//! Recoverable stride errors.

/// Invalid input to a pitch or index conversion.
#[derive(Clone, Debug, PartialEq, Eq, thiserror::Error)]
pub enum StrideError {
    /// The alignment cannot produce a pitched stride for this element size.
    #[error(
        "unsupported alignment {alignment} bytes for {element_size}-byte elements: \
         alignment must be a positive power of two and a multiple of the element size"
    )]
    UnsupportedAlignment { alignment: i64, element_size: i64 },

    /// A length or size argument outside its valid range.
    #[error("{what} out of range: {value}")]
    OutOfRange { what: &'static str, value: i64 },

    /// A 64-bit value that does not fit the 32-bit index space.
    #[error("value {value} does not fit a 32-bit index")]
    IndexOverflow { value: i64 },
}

================================

- **What the task requires**
Find the string "value" in the lines above and count those lines. Give only that count.

- **Expected answer**
5